1. The allegation, boiled down: what reporters found
Investigations by the Texas Observer, Dallas Weekly and others documented that the Dallas Express published hundreds of favorable articles about groups connected to hotelier and GOP donor Monty Bennett and that those groups were created or amplified by Crowds on Demand — a firm reported to have been hired by Bennett to seed astroturf organizations such as Dallas Justice Now and Keep Dallas Safe — while the Express rarely, if ever, disclosed those institutional relationships [1] [4] [5].
2. The Metric Media angle: pattern, precedent, and legal pushback
Multiple past reports have tied the Dallas Express to Metric Media’s network of pseudo-local outlets; D Magazine and other outlets reported the site ran on a Metric-like operation and the Express owner sued over such characterizations, initially prevailing in trial court but losing on appeal where courts protected the “right‑wing propaganda” description as opinion — a judicial outcome that undercuts a definitive denial of those ties and lends weight to the investigative framing used by critics [6] [3].
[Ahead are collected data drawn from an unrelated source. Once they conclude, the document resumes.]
use ratatui::buffer::Buffer;
use ratatui::layout::Rect;
use ratatui::style::{Modifier, Style};
use ratatui::text::{Line, Span};
use ratatui::widgets::{Block, Paragraph, Widget};

use crate::store::schema::Word;
use crate::ui::theme::Theme;

/// Scrolling word table used by the dictionary and learned-words screens.
pub struct WordList<'a> {
    pub title: String,
    pub words: &'a [Word],
    pub selected: usize,
    pub show_lesson: bool,
    pub empty_text: String,
    pub theme: &'a Theme,
}

/// First visible row so that `selected` stays on screen.
pub fn scroll_offset(selected: usize, visible: usize, total: usize) -> usize {
    if visible == 0 || total <= visible {
        return 0;
    }
    let half = visible / 2;
    selected.saturating_sub(half).min(total - visible)
}

fn fit(text: &str, width: usize) -> String {
    let count = text.chars().count();
    if count <= width {
        format!("{text:<width$}")
    } else {
        let mut out: String = text.chars().take(width.saturating_sub(1)).collect();
        out.push('\u{2026}');
        out
    }
}

impl Widget for WordList<'_> {
    fn render(self, area: Rect, buf: &mut Buffer) {
        let colors = &self.theme.colors;

        let block = Block::bordered()
            .title(format!(" {} ", self.title))
            .border_style(Style::default().fg(colors.border_focused()))
            .style(Style::default().bg(colors.bg()));
        let inner = block.inner(area);
        block.render(area, buf);

        if self.words.is_empty() {
            Paragraph::new(Line::from(Span::styled(
                format!("  {}", self.empty_text),
                Style::default().fg(colors.hint()),
            )))
            .render(inner, buf);
            return;
        }

        let width = inner.width as usize;
        let lesson_w = if self.show_lesson { (width / 4).min(20) } else { 0 };
        let col_w = width.saturating_sub(lesson_w + 4) / 2;

        let visible = inner.height as usize;
        let offset = scroll_offset(self.selected, visible, self.words.len());

        let lines: Vec<Line> = self
            .words
            .iter()
            .enumerate()
            .skip(offset)
            .take(visible)
            .map(|(i, word)| {
                let is_selected = i == self.selected;
                let base = if is_selected {
                    Style::default()
                        .fg(colors.selection_fg())
                        .bg(colors.selection_bg())
                        .add_modifier(Modifier::BOLD)
                } else {
                    Style::default().fg(colors.fg())
                };
                let mut spans = vec![
                    Span::styled(if is_selected { " > " } else { "   " }, base),
                    Span::styled(fit(&word.english, col_w), base),
                    Span::styled(" ", base),
                    Span::styled(fit(&word.translation, col_w), base),
                ];
                if self.show_lesson {
                    let lesson_style = if is_selected { base } else { base.fg(colors.hint()) };
                    spans.push(Span::styled(fit(&word.lesson, lesson_w), lesson_style));
                }
                Line::from(spans)
            })
            .collect();

        Paragraph::new(lines).render(inner, buf);
    }
}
3. Crowds on Demand: hired actors, astroturf playbook, and amplification
Reporting and interviews with former contractors establish that Crowds on Demand — a company that sells staged protesters and manufactured grassroots events — was engaged to build a network of pro‑Bennett groups, and that the Dallas Express routinely amplified those same groups and narratives without disclosing the business relationships, a pattern investigators interpreted as coordinated influence rather than organic local advocacy [1] [7] [4].
4. First‑person reporting and internal testimony: how former staff describe editorial practice
Former Dallas Express employees interviewed by the Observer and other journalists described editorial direction that favored Bennett‑aligned positions, use of pseudonymous bylines, and editorial pressure to shape copy to fit a preferred slant; independent researcher Steven Monacelli has also documented defamation litigation, alleged use of fake authors and overlapping tech infrastructure with Metric Media, and retaliation patterns that together constitute a dossier of troubling practices consistent with coordinated disinformation campaigns [1] [2] [3].
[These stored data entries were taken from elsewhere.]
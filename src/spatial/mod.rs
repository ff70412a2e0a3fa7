//! Spatial data structures for the puzzle grid
//!
//! This module contains spatial-related functionality including:
//! - Cell addressing and adjacency
//! - Pieces and the generator's partition state
//! - The finished puzzle handed to consumers

/// Cell coordinates and 4-neighbour adjacency
pub mod cell;
/// Generator state holding the current grid partition
pub mod grid;
/// Connected cell clusters and shape normalisation
pub mod piece;
/// Finished puzzle output
pub mod puzzle;

pub use cell::Cell;
pub use grid::GeneratorState;
pub use piece::{GeneratorPiece, PieceId};
pub use puzzle::{Color, Puzzle, PuzzlePiece};
//! Detection of mergeable (edge-sharing) piece pairs

use std::collections::BTreeSet;

use crate::spatial::{GeneratorPiece, GeneratorState};

/// All unordered index pairs `(i, j)`, `i < j`, of pieces sharing an edge
///
/// Built from the ownership grid by comparing every cell with its right and
/// lower neighbour, which visits each shared edge once. Pairs come back in
/// ascending order, matching a nested `i < j` scan over the piece list.
pub fn compute_adjacent_pairs(state: &GeneratorState) -> Vec<(usize, usize)> {
    let owners = state.ownership();
    let mut pairs = BTreeSet::new();

    for ((y, x), owner) in owners.indexed_iter() {
        let Some(owner) = *owner else {
            continue;
        };

        for neighbor in [owners.get([y, x + 1]), owners.get([y + 1, x])] {
            if let Some(&Some(other)) = neighbor {
                if other != owner {
                    pairs.insert((owner.min(other), owner.max(other)));
                }
            }
        }
    }

    pairs.into_iter().collect()
}

/// Test whether any cell of `a` shares an edge with any cell of `b`
pub fn pieces_adjacent(a: &GeneratorPiece, b: &GeneratorPiece) -> bool {
    a.cells
        .iter()
        .any(|cell| b.cells.iter().any(|other| cell.is_adjacent(other)))
}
5. Pushback, self‑representation, and limits of available evidence
The Dallas Express and its backers have contested some reporting — Bennett sued over characterizations and there are public denials that Metric Media “owned or ran” the paper — and the Express publishes its own portrayal of journalistic rigor and community service, demonstrating an alternate narrative that the outlet is an independent counter‑media voice [3] [8] [9]. At the same time, investigative articles and public records reveal undisclosed amplification of groups tied to Crowds on Demand and Bennett; however, the sources do not present a single internal memo from the Dallas Express explicitly ordering disinformation, so findings rest on patterns of coverage, former staff testimony, corporate connections, and corroborating reporting rather than a one‑document smoking gun [1] [4] [2].
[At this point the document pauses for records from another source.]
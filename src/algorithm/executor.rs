use crate::{
    algorithm::adjacency::compute_adjacent_pairs,
    algorithm::coloring::assign_colors,
    algorithm::formulation::has_unique_solution,
    algorithm::selection::{
        EvaluationBase, RandomSelector, RandomSource, score_pairs, select_pair_by_score,
    },
    io::configuration::{MAX_GRID_DIMENSION, UNCONDITIONAL_MERGES},
    io::error::{AlgorithmError, Result, invalid_configuration},
    spatial::{Cell, GeneratorState, PieceId, Puzzle},
};
use log::{debug, info, warn};

/// Merges performed before uniqueness checking starts, for the tuned sizes
pub fn unconditional_merge_count(size: usize) -> Option<usize> {
    UNCONDITIONAL_MERGES
        .iter()
        .find(|&&(tuned, _)| tuned == size)
        .map(|&(_, merges)| merges)
}

/// Parameters of a single generation run
#[derive(Clone, Copy, Debug, PartialEq)]
pub struct GeneratorConfig {
    /// Grid edge length
    pub size: usize,
    /// Base of the pair scoring function
    pub evaluation_base: EvaluationBase,
    /// Overrides the tuned unconditional merge count, enabling other sizes
    pub unconditional_merges: Option<usize>,
}

impl GeneratorConfig {
    /// Configuration for `size` with the default base and tuned merge count
    pub fn new(size: usize) -> Self {
        Self {
            size,
            evaluation_base: EvaluationBase::default(),
            unconditional_merges: None,
        }
    }

    /// Current scoring base
    pub const fn evaluation_base(&self) -> f64 {
        self.evaluation_base.value()
    }

    /// Replace the scoring base
    ///
    /// # Errors
    ///
    /// Returns an invalid configuration error if `base` is not greater than
    /// zero; the previous base is kept
    pub fn set_evaluation_base(&mut self, base: f64) -> Result<()> {
        self.evaluation_base = EvaluationBase::new(base)?;
        Ok(())
    }

    /// Number of unchecked merges to perform
    ///
    /// # Errors
    ///
    /// Returns an error if:
    /// - The size is zero or exceeds the grid dimension limit
    /// - The size has no tuned merge count and no override is set
    pub fn merge_target(&self) -> Result<usize> {
        if self.size == 0 || self.size > MAX_GRID_DIMENSION {
            return Err(invalid_configuration(
                "size",
                &self.size,
                &format!("must be between 1 and {MAX_GRID_DIMENSION}"),
            ));
        }

        self.unconditional_merges
            .or_else(|| unconditional_merge_count(self.size))
            .ok_or(AlgorithmError::UnsupportedSize { size: self.size })
    }
}

/// Lifecycle of a generation run
#[derive(Clone, Copy, Debug, PartialEq, Eq)]
pub enum Phase {
    /// Created, no merge performed yet
    Initial,
    /// Merging without checking uniqueness
    Unconditional,
    /// Merging with a uniqueness check after every merge
    Conditional,
    /// Stopped on a state with exactly one tiling
    Finalized,
    /// Ran out of adjacent pairs before reaching uniqueness
    Exhausted,
}

impl Phase {
    /// Whether no further steps will run
    pub const fn is_terminal(self) -> bool {
        matches!(self, Self::Finalized | Self::Exhausted)
    }
}

/// Result of a completed generation run
#[derive(Debug, Clone)]
pub struct Generation {
    /// Coloured puzzle with normalised pieces
    pub puzzle: Puzzle,
    /// Final partition with pieces at their solved positions
    pub layout: GeneratorState,
    /// `Finalized` for a unique puzzle, `Exhausted` for a best-effort one
    pub outcome: Phase,
    /// Merges performed across both phases
    pub merges: usize,
    /// Uniqueness checks run during the conditional phase
    pub uniqueness_checks: usize,
}

impl Generation {
    /// Whether the puzzle is known to have exactly one solution
    pub fn is_unique(&self) -> bool {
        self.outcome == Phase::Finalized
    }

    /// Bounding box corner of each piece in the generated solution
    ///
    /// Adding a piece's origin to its normalised cells restores its solved
    /// position on the board.
    pub fn solution_origins(&self) -> Vec<(PieceId, Cell)> {
        self.layout
            .pieces
            .iter()
            .filter_map(|piece| piece.min_corner().map(|corner| (piece.id, corner)))
            .collect()
    }
}

/// Two-phase piece merge engine
///
/// Starts from one piece per cell and repeatedly merges a randomly chosen
/// adjacent pair, weighted towards small pieces. The first merges run
/// unchecked to pre-fragment the grid; every later merge is followed by an
/// exact-cover uniqueness check and generation stops at the first state
/// whose pieces tile the grid in exactly one way.
pub struct PuzzleGenerator<R: RandomSource> {
    config: GeneratorConfig,
    merge_target: usize,
    state: GeneratorState,
    phase: Phase,
    random: R,
    unconditional_done: usize,
    merges: usize,
    uniqueness_checks: usize,
}

impl<R: RandomSource> PuzzleGenerator<R> {
    /// Create a generator in the `Initial` phase
    ///
    /// # Errors
    ///
    /// Returns an error if the configuration's size is unsupported
    pub fn new(config: GeneratorConfig, random: R) -> Result<Self> {
        let merge_target = config.merge_target()?;

        Ok(Self {
            config,
            merge_target,
            state: GeneratorState::new(config.size),
            phase: Phase::Initial,
            random,
            unconditional_done: 0,
            merges: 0,
            uniqueness_checks: 0,
        })
    }

    /// Current lifecycle phase
    pub const fn phase(&self) -> Phase {
        self.phase
    }

    /// Current partition
    pub const fn state(&self) -> &GeneratorState {
        &self.state
    }

    /// Run configuration
    pub const fn config(&self) -> &GeneratorConfig {
        &self.config
    }

    /// Merges performed so far
    pub const fn merges(&self) -> usize {
        self.merges
    }

    /// Uniqueness checks performed so far
    pub const fn uniqueness_checks(&self) -> usize {
        self.uniqueness_checks
    }

    /// Advance by one merge or one phase transition
    ///
    /// Returns `false` once the run has reached a terminal phase.
    ///
    /// # Errors
    ///
    /// Returns an error if:
    /// - The random source yields a value outside `[0, 1)`
    /// - The exact-cover formulation violates its own column layout
    pub fn execute_step(&mut self) -> Result<bool> {
        match self.phase {
            Phase::Initial => {
                self.enter(Phase::Unconditional);
                Ok(true)
            }
            Phase::Unconditional => {
                if self.unconditional_done >= self.merge_target || !self.merge_step()? {
                    self.enter(Phase::Conditional);
                } else {
                    self.unconditional_done += 1;
                }
                Ok(true)
            }
            Phase::Conditional => {
                if !self.merge_step()? {
                    warn!(
                        "No adjacent pieces left on {0}x{0} grid after {1} merges; \
                         returning a puzzle without a uniqueness guarantee",
                        self.config.size, self.merges
                    );
                    self.enter(Phase::Exhausted);
                    return Ok(false);
                }

                self.uniqueness_checks += 1;
                if has_unique_solution(&self.state)? {
                    info!(
                        "Unique {0}x{0} tiling with {1} pieces after {2} merges",
                        self.config.size,
                        self.state.piece_count(),
                        self.merges
                    );
                    self.enter(Phase::Finalized);
                    return Ok(false);
                }
                Ok(true)
            }
            Phase::Finalized | Phase::Exhausted => Ok(false),
        }
    }

    /// Drive the run to a terminal phase and build the puzzle
    ///
    /// # Errors
    ///
    /// Returns an error if any step fails or the final partition is broken
    pub fn run(mut self) -> Result<Generation> {
        while self.execute_step()? {}
        self.finish()
    }

    /// Colour and normalise the current partition
    fn finish(mut self) -> Result<Generation> {
        self.state.check_partition()?;

        let colors = assign_colors(self.state.piece_count(), &mut self.random);
        let puzzle = Puzzle::from_state(&self.state, &colors)?;

        Ok(Generation {
            puzzle,
            layout: self.state,
            outcome: self.phase,
            merges: self.merges,
            uniqueness_checks: self.uniqueness_checks,
        })
    }

    /// Merge one weighted-random adjacent pair; `false` when none remain
    fn merge_step(&mut self) -> Result<bool> {
        let pairs = compute_adjacent_pairs(&self.state);
        if pairs.is_empty() {
            return Ok(false);
        }

        let scores = score_pairs(&self.state, &pairs, self.config.evaluation_base);
        let (i, j) = select_pair_by_score(&pairs, &scores, self.random.next_unit())?;
        self.state.merge(i, j)?;
        self.merges += 1;

        Ok(true)
    }

    fn enter(&mut self, phase: Phase) {
        debug!(
            "{:?} -> {phase:?} ({} pieces, {} merges)",
            self.phase,
            self.state.piece_count(),
            self.merges
        );
        self.phase = phase;
    }
}

/// Generate a puzzle of the given size with an OS-seeded random source
///
/// Only sizes 6, 7 and 8 are supported here; use [`generate_puzzle_with`]
/// and an explicit merge count for other sizes.
///
/// # Errors
///
/// Returns an unsupported size error for other sizes
pub fn generate_puzzle(size: usize) -> Result<Puzzle> {
    generate_puzzle_with(GeneratorConfig::new(size), RandomSelector::from_entropy())
        .map(|generation| generation.puzzle)
}

/// Generate a puzzle with explicit configuration and random source
///
/// # Errors
///
/// Returns an error if the configuration is invalid or generation fails
pub fn generate_puzzle_with<R: RandomSource>(
    config: GeneratorConfig,
    random: R,
) -> Result<Generation> {
    PuzzleGenerator::new(config, random)?.run()
}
6. Conclusion — balance and verdict
Taken together, the weight of investigative reporting, former‑employee testimony, and independent analyses establishes a credible case that the Dallas Express engaged in coordinated amplification of astroturf groups and political messaging linked to Monty Bennett and Crowds on Demand, and that the site’s relationship to Metric Media–style operations has been widely reported and legally litigated; defenders point to denials and the outlet’s own statements of integrity, and the record falls short of a single definitive internal confession, but the convergence of multiple, independent lines of reporting supports the user’s characterization as a substantiated allegation rather than an unfounded rumor [1] [2] [3] [6].